I'm also determined not to make the mistakes my mother made when she completely screwed the pooch on my upbringing. Besides the fact that she is a manipulative, emotionally abusive, coldhearted person (everything I am not, or at least everything I strive not to be even if I sometimes fall short of my own ideals), she tried to shoehorn me into a traditional education, a traditional socialization, and a "normal over individualistic" set of values. She at least had the decency to apologize for some of her failings; she decided not to put me in a private school for gifted and talented children, and she failed to heed the recommendation of the public school testing people that I start in the fourth grade rather than in kindergarten. The thought that I could have been solidly challenged from the word go rather than languishing in classes that did not challenge me at all is one of the great what-ifs of my childhood; had I been pushed to achieve I might have set the world on fire at fourteen rather than coming in fits and starts as I approached thirty.

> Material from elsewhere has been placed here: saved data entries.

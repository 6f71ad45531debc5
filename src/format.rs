//! Source formats and the decoding strategy used for each.
//!
//! Recovered Juno-106 banks turn up in a handful of shapes:
//!
//! * the `.106` librarian container, starting with the literal `!j106\`
//! * hex dump text, one row of `offset<TAB>byte byte ...` per line, usually
//!   with each parameter split into two nibbles
//! * annotated listings, free text where a bracketed run of hex bytes holds
//!   the patch names
//! * a stream of SysEx patch dump messages
//!
//! [`sniff`] identifies the shape from the start of the data and
//! [`FormatVariant`] carries the layout details for decoding it.

use std::fmt::{Display, Formatter};
use std::io::{Error, ErrorKind};

use lazy_static::lazy_static;
use log::debug;
use regex::Regex;
use serde::{Deserialize, Serialize};

use crate::io::sysex::{ROLAND_ID, SYSEX_START};

/// Literal at the start of every `.106` container.
pub const CONTAINER_MAGIC: &[u8; 6] = b"!j106\\";

/// Number of leading bytes examined when sniffing.
const SNIFF_BYTE_COUNT: usize = 2048;

/// Number of leading lines examined when sniffing text.
const SNIFF_LINE_COUNT: usize = 8;

/// First switch byte used when the source has none: 8' range, saw wave on,
/// pulse off and chorus off (bits 1, 4 and 5).
pub const DEFAULT_SWITCH_1: u8 = 0x32;

/// Second switch byte used when the source has none: HPF step 2 (inverted
/// field value 1 in bits 3-4), PWM from the LFO, VCA from the envelope and
/// positive VCF polarity.
pub const DEFAULT_SWITCH_2: u8 = 0x08;

lazy_static! {
    static ref LISTING_LINE: Regex =
        Regex::new(r"\[\s*[0-9A-Fa-f]{2}(?:\s+[0-9A-Fa-f]{2})*\s*\]").unwrap();
    static ref HEX_DUMP_LINE: Regex =
        Regex::new(r"^[0-9A-Fa-f]+:?(?:\t|\s+)[0-9A-Fa-f]{2}(?:\s+[0-9A-Fa-f]{2})*").unwrap();
}

#[derive(Clone, Copy, Debug, Deserialize, Eq, Hash, PartialEq, Serialize)]
#[serde(rename_all = "kebab-case")]
pub enum SourceFormat {
    Container,
    HexDump,
    AnnotatedListing,
    SysEx,
}

impl Display for SourceFormat {
    fn fmt(&self, f: &mut Formatter<'_>) -> std::fmt::Result {
        let msg = match self {
            SourceFormat::Container => "container",
            SourceFormat::HexDump => "hex dump",
            SourceFormat::AnnotatedListing => "annotated listing",
            SourceFormat::SysEx => "SysEx",
        };
        f.write_str(msg)
    }
}

/// The source matched none of the known formats.
#[derive(Clone, Debug, Eq, PartialEq)]
pub struct UnrecognizedFormatError {
    pub source_name: Option<String>,
}

impl Display for UnrecognizedFormatError {
    fn fmt(&self, f: &mut Formatter<'_>) -> std::fmt::Result {
        match &self.source_name {
            Some(name) => write!(f, "{name} is not a recognized Juno-106 dump"),
            None => f.write_str("Not a recognized Juno-106 dump"),
        }
    }
}

impl std::error::Error for UnrecognizedFormatError {}

impl UnrecognizedFormatError {
    pub fn into_io_error(self) -> Error {
        Error::new(ErrorKind::InvalidData, self)
    }

    /// Determine if an I/O error was caused by an unrecognized format.
    pub fn is(error: &Error) -> bool {
        error
            .get_ref()
            .map_or(false, |inner| inner.is::<UnrecognizedFormatError>())
    }
}

/// Order of the two hex digits that make up one byte in a nibble dump.
#[derive(Clone, Copy, Debug, Default, Deserialize, Eq, PartialEq, Serialize)]
#[serde(rename_all = "kebab-case")]
pub enum NibbleOrder {
    #[default]
    HighFirst,
    LowFirst,
}

impl NibbleOrder {
    /// Join two nibble tokens into one byte. Only the low four bits of the low
    /// nibble are used.
    pub fn combine(&self, first: u8, second: u8) -> u8 {
        let (high, low) = match self {
            NibbleOrder::HighFirst => (first, second),
            NibbleOrder::LowFirst => (second, first),
        };
        (high << 4) | (low & 0x0f)
    }
}

#[derive(Clone, Copy, Debug, Default, Deserialize, Eq, PartialEq, Serialize)]
#[serde(default)]
pub struct ContainerLayout {
    /// Drop librarian entries such as "Library" that are not patches.
    pub skip_metadata_entries: bool,

    /// Put the slot code in front of names that do not start with it.
    pub prefix_slot_codes: bool,
}

/// A hex dump where each parameter byte is split over two tokens. Recombined
/// bytes are limited to seven bits.
#[derive(Clone, Copy, Debug, Deserialize, Eq, PartialEq, Serialize)]
#[serde(default)]
pub struct NibbleLayout {
    pub order: NibbleOrder,

    /// The dump does not hold the switch bytes so these are used.
    pub default_switch1: u8,
    pub default_switch2: u8,

    /// Skip the 16 byte header when the dump starts with a container magic.
    pub skip_container_header: bool,
}

impl NibbleLayout {
    /// Tokens that make up one patch.
    pub const STRIDE: usize = 32;
}

impl Default for NibbleLayout {
    fn default() -> Self {
        Self {
            order: NibbleOrder::HighFirst,
            default_switch1: DEFAULT_SWITCH_1,
            default_switch2: DEFAULT_SWITCH_2,
            skip_container_header: true,
        }
    }
}

/// A hex dump of plain bytes with a fixed stride per patch.
#[derive(Clone, Copy, Debug, Deserialize, Eq, PartialEq, Serialize)]
#[serde(default)]
pub struct RawLayout {
    /// Bytes per patch. The patch data is at the start of the stride.
    pub stride: usize,

    pub skip_container_header: bool,
}

impl Default for RawLayout {
    fn default() -> Self {
        Self {
            stride: 32,
            skip_container_header: true,
        }
    }
}

/// How to decode a source.
#[derive(Clone, Copy, Debug, Deserialize, Eq, PartialEq, Serialize)]
#[serde(tag = "kind", rename_all = "kebab-case")]
pub enum FormatVariant {
    Container(ContainerLayout),
    NibbleHexDump(NibbleLayout),
    RawHexDump(RawLayout),
    AnnotatedListing,
    SysEx,
}

impl FormatVariant {
    pub fn source_format(&self) -> SourceFormat {
        match self {
            FormatVariant::Container(_) => SourceFormat::Container,
            FormatVariant::NibbleHexDump(_) | FormatVariant::RawHexDump(_) => {
                SourceFormat::HexDump
            }
            FormatVariant::AnnotatedListing => SourceFormat::AnnotatedListing,
            FormatVariant::SysEx => SourceFormat::SysEx,
        }
    }
}

impl From<SourceFormat> for FormatVariant {
    /// The usual layout for the format.
    fn from(format: SourceFormat) -> Self {
        match format {
            SourceFormat::Container => FormatVariant::Container(Default::default()),
            SourceFormat::HexDump => FormatVariant::NibbleHexDump(Default::default()),
            SourceFormat::AnnotatedListing => FormatVariant::AnnotatedListing,
            SourceFormat::SysEx => FormatVariant::SysEx,
        }
    }
}

/// Identify the format of a source from its first bytes.
pub fn sniff(data: &[u8]) -> Result<SourceFormat, UnrecognizedFormatError> {
    if data.starts_with(CONTAINER_MAGIC) {
        debug!("Found container magic");
        return Ok(SourceFormat::Container);
    }
    if data.starts_with(&[SYSEX_START, ROLAND_ID]) {
        debug!("Found Roland SysEx");
        return Ok(SourceFormat::SysEx);
    }

    let head = &data[..data.len().min(SNIFF_BYTE_COUNT)];
    let text = String::from_utf8_lossy(head);
    let lines: Vec<&str> = text
        .lines()
        .filter(|line| !line.trim().is_empty())
        .take(SNIFF_LINE_COUNT)
        .collect();

    // Listings are checked first because their lines may also start with a
    // number followed by hex bytes.
    if lines.iter().any(|line| LISTING_LINE.is_match(line)) {
        debug!("Found bracketed hex run");
        return Ok(SourceFormat::AnnotatedListing);
    }
    if lines.iter().any(|line| HEX_DUMP_LINE.is_match(line)) {
        debug!("Found hex dump row");
        return Ok(SourceFormat::HexDump);
    }

    Err(UnrecognizedFormatError { source_name: None })
}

All of this speaks mostly to my hopes that I am a better judge of my future children's needs. If I have a son who inherits the mathematical wizardry of his father and that I inherited from my own father, I hope to lead by example and show the boy what can come of the passionate pursuit of a natural-born skill coupled with a determination not to let side requirements erode the sense of self-worth and develop a persecution complex like the one I carried with me after my initial failing my first time through college. I want to encourage rather than stifle my child's intellect and passion. Even if the kids turn out to be of meager intellectual worth, there are a fair number of traits that are not born but learned, and whatever drives my offspring will become as much my passion on their behalf as it is theirs in their own psychological makeup.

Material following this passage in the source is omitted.